Par la suite, assez rapidement, je prendrai voix avec le personnel de sécurité qui me remettra les badges d’accès pour les membres de l’équipe et la clé de la salle. Il me faudra négocier un peu plus longtemps pour obtenir un double de cette clé. Grâce à un responsable de l’entreprise de service qui gère l’ensemble du site, je comprendrai que chaque couloir dispose d’une boîte à clés ; elles ont été installées afin d’éviter de devoir multiplier les trousseaux pour une même équipe. Cette boîte à clés me laissera quelques temps songeur, car je ne comprenais pas comment l’ouvrir, jusqu’à ce qu’un nouvel interlocuteur me dise que le code initial de la boîte devait être composée de quatre zéros. L’information était exacte, j’ai pu ouvrir la boîte et lui attribuer un nouveau code, un code qui faisait sens politiquement pour nous… La salle devenait accessible pour toute l’équipe. Elle était désormais fonctionnelle. Le dernier geste inaugural sera l’affichage du nom du laboratoire et de notre projet de recherche dans le support prévu à cet effet. J’ai bricolé un petit carton qui fut apposé le 10 décembre 2019, la photographie prise lors de ce moment historique faisant foi de la date.
Salle 2.153 – Bâtiment Recherche Nord (10 décembre 2019) Salle 2.153 – Bâtiment Recherche Nord (10 décembre 2019)

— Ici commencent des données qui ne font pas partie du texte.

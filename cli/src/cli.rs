//! Command-line definitions.

use clap::{Args, Parser, Subcommand, ValueEnum};
use prompt_hub_client::ClientConfig;
use prompt_hub_shared::{
    query::{DEFAULT_CATALOG_PAGE_SIZE, DEFAULT_NEWS_PAGE_SIZE},
    PromptCategory,
};

/// What a copy action copies, and which message confirms it.
#[derive(Debug, Clone, Copy, PartialEq, Eq, ValueEnum)]
pub enum CopyTarget {
    /// Template body, copied from a catalog card.
    Card,
    /// Template body, copied from the detail view.
    Template,
    /// The usage example.
    Example,
}

/// Top-level arguments.
#[derive(Parser)]
#[command(name = "ph-cli", version, about = "Prompt Hub catalog and news browser")]
pub struct Cli {
    #[command(flatten)]
    pub api: ApiArgs,
    #[command(subcommand)]
    pub command: Commands,
}

/// Endpoint settings; each one overrides the matching `PROMPT_HUB_*` variable.
#[derive(Debug, Clone, Default, Args)]
pub struct ApiArgs {
    /// Origin the client runs against. Non-local origins use the hosted API.
    #[arg(long, global = true)]
    pub origin: Option<String>,
    /// Explicit platforms endpoint URL.
    #[arg(long, global = true)]
    pub platforms_url: Option<String>,
    /// Explicit prompts endpoint URL.
    #[arg(long, global = true)]
    pub prompts_url: Option<String>,
    /// Explicit articles endpoint URL.
    #[arg(long, global = true)]
    pub articles_url: Option<String>,
    /// HTTP(S) proxy for all requests.
    #[arg(long, global = true)]
    pub proxy_url: Option<String>,
}

impl ApiArgs {
    /// Settings to merge over the environment.
    pub fn to_config(&self) -> ClientConfig {
        ClientConfig {
            origin: self.origin.clone(),
            platforms_url: self.platforms_url.clone(),
            prompts_url: self.prompts_url.clone(),
            articles_url: self.articles_url.clone(),
            proxy_url: self.proxy_url.clone(),
        }
    }
}

/// Subcommands.
#[derive(Subcommand)]
pub enum Commands {
    /// List AI platform quick links.
    Platforms {
        /// Only the platforms for this prompt category.
        #[arg(long)]
        category: Option<PromptCategory>,
        /// Print display records as JSON.
        #[arg(long)]
        json: bool,
    },
    /// List prompts of one category.
    Prompts {
        /// text, image or video.
        #[arg(long, default_value = "text")]
        category: PromptCategory,
        /// Free-text search.
        #[arg(long)]
        search: Option<String>,
        /// Required tag (repeatable; all must match).
        #[arg(long = "tag")]
        tags: Vec<String>,
        /// Accepted profession (repeatable; any may match).
        #[arg(long = "profession")]
        professions: Vec<String>,
        /// Page to show.
        #[arg(long, default_value_t = 1)]
        page: u32,
        /// Prompts per page.
        #[arg(long, default_value_t = DEFAULT_CATALOG_PAGE_SIZE)]
        page_size: u32,
        /// Print display records as JSON.
        #[arg(long)]
        json: bool,
    },
    /// Show one prompt in full.
    Prompt {
        /// Prompt id.
        id: String,
        /// Category the prompt belongs to.
        #[arg(long, default_value = "text")]
        category: PromptCategory,
        /// Print the display record as JSON.
        #[arg(long)]
        json: bool,
    },
    /// Copy a prompt to the clipboard.
    Copy {
        /// Prompt id.
        id: String,
        /// Category the prompt belongs to.
        #[arg(long, default_value = "text")]
        category: PromptCategory,
        /// What to copy.
        #[arg(long, value_enum, default_value_t = CopyTarget::Card)]
        target: CopyTarget,
    },
    /// List news articles.
    News {
        /// Article category (`全部` for all).
        #[arg(long)]
        category: Option<String>,
        /// Free-text search.
        #[arg(long)]
        search: Option<String>,
        /// Page to show.
        #[arg(long, default_value_t = 1)]
        page: u32,
        /// Articles per page.
        #[arg(long, default_value_t = DEFAULT_NEWS_PAGE_SIZE)]
        page_size: u32,
        /// Print display records as JSON.
        #[arg(long, conflicts_with = "interactive")]
        json: bool,
        /// Page through the list interactively (type `help` inside).
        #[arg(short, long)]
        interactive: bool,
    },
    /// Show one article.
    Article {
        /// Article id.
        id: String,
        /// Print the display record as JSON.
        #[arg(long)]
        json: bool,
    },
    /// Interactive catalog browser (type `help` inside).
    Browse {
        /// Category to open with.
        #[arg(long, default_value = "text")]
        category: PromptCategory,
    },
}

Cette boîte à clés aura représenté une de mes premières curiosités de recherche dans l’enceinte de ce nouveau campus. Les serrures des salles sont plutôt sécures et, donc, conséquemment, les clés assez coûteuses à dupliquer (ai-je mémorisé une information exacte en ayant conserver en tête le prix de 60 ou 80 euros, que m’a communiqué le responsable de l’entreprise qui gère le site ?). Pour éviter de multiplier le tirage de clés, afin d’en remettre une à chaque membre des laboratoires, le choix a donc été fait de mutualiser l’usage des clés, en les mettant à disposition dans ces fameuses boîtes à clés, contre obtention d’un code – des boîtes à clés qui, de mon humble avis, et malgré ma faible expérience de la cambriole, peuvent être fracturées en quelques secondes avec un simple tournevis. Quand je découvrirai la situation, je m’amuserai beaucoup de cette rupture de la continuité sécuritaire. Les serrures sont assez sophistiquées, donc sans doute difficiles à crocheter (mais mon expérience de monte-en-l’air s’avère bien trop modeste pour porter un jugement éclairé), mais, juste en face de notre bureau, la boîte à clés les propose quasiment en libre service (pour ne pas dire en libre accès). J’aime, en tant que chercheur, me pencher sur ce type d’incongruités, toujours stimulantes à analyser, car elles nous aident à déchiffrer les contradictions inhérentes aux fonctionnements d’une institution, – dans ce cas précis, la discordance entre des mesures de sécurité coûteuses et une maintenance des bâtiments, et de leur usage, assurée à moindre coût.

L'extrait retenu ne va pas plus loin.